Supplied information
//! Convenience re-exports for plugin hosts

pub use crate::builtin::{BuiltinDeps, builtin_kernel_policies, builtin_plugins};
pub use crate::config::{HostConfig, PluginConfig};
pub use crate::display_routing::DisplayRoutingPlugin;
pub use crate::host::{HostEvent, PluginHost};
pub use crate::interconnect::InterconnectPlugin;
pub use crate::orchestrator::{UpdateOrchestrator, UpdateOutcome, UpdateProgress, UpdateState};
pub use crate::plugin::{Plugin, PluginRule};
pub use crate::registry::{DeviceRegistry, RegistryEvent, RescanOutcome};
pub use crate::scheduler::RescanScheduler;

Assignment
All entries are to be returned word for word.

Finished task
//! Convenience re-exports for plugin hosts

pub use crate::builtin::{BuiltinDeps, builtin_kernel_policies, builtin_plugins};
pub use crate::config::{HostConfig, PluginConfig};
pub use crate::display_routing::DisplayRoutingPlugin;
pub use crate::host::{HostEvent, PluginHost};
pub use crate::interconnect::InterconnectPlugin;
pub use crate::orchestrator::{UpdateOrchestrator, UpdateOutcome, UpdateProgress, UpdateState};
pub use crate::plugin::{Plugin, PluginRule};
pub use crate::registry::{DeviceRegistry, RegistryEvent, RescanOutcome};
pub use crate::scheduler::RescanScheduler;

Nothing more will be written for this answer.